A Natale, si sa, il pesce è uno di quei prodotti fondamentali che guarnisce le tavole delle famiglie italiane ed in questo periodo è quanto mai utile tenere in giusta considerazione alcune regole imposte dall’Unione Europea e poco seguite, che, con uno specifico Regolamento, (n.104\200), impone ai venditori di prodotti ittici di indicare sulle etichette alcune caratteristiche. E’ l’allarme delCODICI che ricorda ai consumatori il contenuto obbligatorio delle etichette:

1. DENOMINAZIONE COMMERCIALLE DELLA SPECIE: è il requisito più comune, e più rispettato.
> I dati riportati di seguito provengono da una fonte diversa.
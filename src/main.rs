use anyhow::Result;
use clap::Parser;
use lotmap::cli::{Cli, Commands};
use lotmap::commands;

fn main() -> Result<()> {
    env_logger::init();
    let cli = Cli::parse();

    match cli.command {
        Commands::Analyze {
            project,
            format,
            output,
            price_variation,
            save,
            force,
            store_dir,
        } => commands::analyze::run(commands::analyze::AnalyzeConfig {
            project,
            format,
            output,
            price_variation,
            save,
            force,
            store_dir,
        }),
        Commands::Open {
            name,
            format,
            output,
            price_variation,
            store_dir,
        } => commands::open::run(commands::open::OpenConfig {
            name,
            format,
            output,
            price_variation,
            store_dir,
        }),
        Commands::List { format, store_dir } => {
            commands::list_projects::run(commands::list_projects::ListConfig { format, store_dir })
        }
        Commands::Init { path, force } => commands::init::run(&path, force),
    }
}
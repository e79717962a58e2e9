use chrono::{TimeZone, Utc};
use lotmap::core::{IndirectCostItem, ProjectParameters};
use lotmap::errors::Error;
use lotmap::store::{JsonFileStore, ProjectRecord, ProjectStore, SavePolicy};
use tempfile::TempDir;

fn sample_parameters() -> ProjectParameters {
    ProjectParameters {
        land_area: 1000.0,
        utilization_index: 2.0,
        private_to_built_ratio: 0.70,
        direct_cost_per_sqm: 2000.0,
        avg_sale_price_per_sqm: 6000.0,
        price_variation_pct: 0.0,
    }
}

fn sample_record(name: &str) -> ProjectRecord {
    ProjectRecord::new(
        name,
        sample_parameters(),
        vec![
            IndirectCostItem::percentage("Brokerage", 3.61),
            IndirectCostItem::flat("Property tax", 12_500.0),
        ],
    )
}

#[test]
fn open_creates_store_directory() {
    let temp_dir = TempDir::new().unwrap();
    let root = temp_dir.path().join("projects");

    assert!(!root.exists());
    let store = JsonFileStore::open(&root).unwrap();
    assert!(root.exists());
    assert_eq!(store.root(), root);
}

#[test]
fn save_then_load_round_trips() {
    let temp_dir = TempDir::new().unwrap();
    let store = JsonFileStore::open(temp_dir.path()).unwrap();

    let record = sample_record("Tower A");
    store.save(&record, SavePolicy::RejectDuplicate).unwrap();

    let loaded = store.load("Tower A").unwrap();
    assert_eq!(loaded, record);
}

#[test]
fn duplicate_save_is_rejected() {
    let temp_dir = TempDir::new().unwrap();
    let store = JsonFileStore::open(temp_dir.path()).unwrap();

    let record = sample_record("Tower A");
    store.save(&record, SavePolicy::RejectDuplicate).unwrap();

    let err = store
        .save(&record, SavePolicy::RejectDuplicate)
        .unwrap_err();
    assert!(matches!(err, Error::DuplicateName { name } if name == "Tower A"));
}

#[test]
fn overwrite_replaces_the_record() {
    let temp_dir = TempDir::new().unwrap();
    let store = JsonFileStore::open(temp_dir.path()).unwrap();

    store
        .save(&sample_record("Tower A"), SavePolicy::RejectDuplicate)
        .unwrap();

    let mut updated = sample_record("Tower A");
    updated.parameters.land_area = 1500.0;
    store.save(&updated, SavePolicy::Overwrite).unwrap();

    let loaded = store.load("Tower A").unwrap();
    assert_eq!(loaded.parameters.land_area, 1500.0);
}

#[test]
fn load_missing_is_not_found() {
    let temp_dir = TempDir::new().unwrap();
    let store = JsonFileStore::open(temp_dir.path()).unwrap();

    let err = store.load("does not exist").unwrap_err();
    assert!(matches!(err, Error::NotFound { name } if name == "does not exist"));
}

#[test]
fn list_is_sorted_by_creation_time() {
    let temp_dir = TempDir::new().unwrap();
    let store = JsonFileStore::open(temp_dir.path()).unwrap();

    let mut older = sample_record("Newer in name order");
    older.created_at = Utc.with_ymd_and_hms(2026, 1, 1, 8, 0, 0).unwrap();
    let mut newer = sample_record("A project");
    newer.created_at = Utc.with_ymd_and_hms(2026, 3, 1, 8, 0, 0).unwrap();

    store.save(&newer, SavePolicy::RejectDuplicate).unwrap();
    store.save(&older, SavePolicy::RejectDuplicate).unwrap();

    let listed = store.list().unwrap();
    assert_eq!(listed.len(), 2);
    assert_eq!(listed[0].name, "Newer in name order");
    assert_eq!(listed[0].created_at, older.created_at);
    assert_eq!(listed[1].name, "A project");
}

#[test]
fn list_skips_foreign_files() {
    let temp_dir = TempDir::new().unwrap();
    let store = JsonFileStore::open(temp_dir.path()).unwrap();

    store
        .save(&sample_record("Tower A"), SavePolicy::RejectDuplicate)
        .unwrap();
    std::fs::write(temp_dir.path().join("notes.json"), "not a record").unwrap();
    std::fs::write(temp_dir.path().join("README.txt"), "hello").unwrap();

    let listed = store.list().unwrap();
    assert_eq!(listed.len(), 1);
    assert_eq!(listed[0].name, "Tower A");
}

#[test]
fn names_with_odd_characters_round_trip() {
    let temp_dir = TempDir::new().unwrap();
    let store = JsonFileStore::open(temp_dir.path()).unwrap();

    let name = "Résidence Ñ phase 2 (east wing)";
    store
        .save(&sample_record(name), SavePolicy::RejectDuplicate)
        .unwrap();

    let loaded = store.load(name).unwrap();
    assert_eq!(loaded.name, name);

    // Lookalike names map to distinct records.
    let lookalike = "Résidence Ñ phase 2 (east wing)!";
    assert!(matches!(
        store.load(lookalike).unwrap_err(),
        Error::NotFound { .. }
    ));
}
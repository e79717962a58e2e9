pub mod output;

pub use output::{create_writer, FeasibilityReport, OutputFormat, OutputWriter};

use anyhow::Result;
use std::fs;
use std::path::Path;

pub fn write_file(path: &Path, content: &str) -> Result<()> {
    fs::write(path, content)?;
    Ok(())
}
Facoltativa è l’aggiunta della denominazione scientifica;
2. AREA DI PESCA: le specie ittiche catturate in mare devono riportare l’area di pesca (Oceano Indiano, Atlantico, Mar Mediterraneo, ecc); per quelle provenienti da acque dolci o allevamento è sufficiente specificare,rispettivamente, il paese d’origine o quello in cui si è svolta la fase finale di sviluppo del prodotto o la fase che intercorre tra lo stadio giovanile e la taglia commerciale;
3. METODO DI PRODUZIONE: esso deve essere riportato secondo le seguenti diciture: "pescato", "prodotto dalla pesca in acque dolci" oppure"allevato". Quest’ultima informazione può essere omessa nel caso in cui dalla denominazione commerciale è chiaro si tratti di una specie pescata in mare.

Ma il gioco delle false etichette, o delle etichette ingannevoli, è sempre in agguato, pronto ad approfittare della distrazione degli acquirenti frettolosi – continua il CODICI – Le truffe alimentari, in questo periodo, si incentreranno soprattutto sulle specie ittiche a maggiore tiratura, come il pesce spada il capitone, il salmone, il caviale.

Ecco alcuni consigli per riconoscerne la qualità:

  • Pesce spada: può succedere che i tranci esposti sul banco sembrino di pescespada, invece sono di verdesca (uno squalo) e, ovviamente, assai meno pregiati. Per evitare di essere truffati, preferire dunque i banchi che espongono la testa del pesce spada.
  • Capitone e salmone: Deve pesare almeno 8 etti, altrimenti è una normale anguilla e quindi deve costare di meno. Occhio anche ai falsi salmoni affumicati che si ottengono non con il fuoco a legna ma siringando nellacarne uno speciale aroma che simula il gusto dell’affumicatura. Il problema è che spesso questi trattamenti sono regolari perché alcuni additivi sono permessi dalle direttive comunitarie.
  • Caviale: Ci sono anche imitazioni del caviale: sono uova di pesci diversi dallo storione e colorate di scuro. Purtroppo si riconoscono dopo, perché,messe su una tartina, lasciano un alone scuro dovuto alla perdita di colore.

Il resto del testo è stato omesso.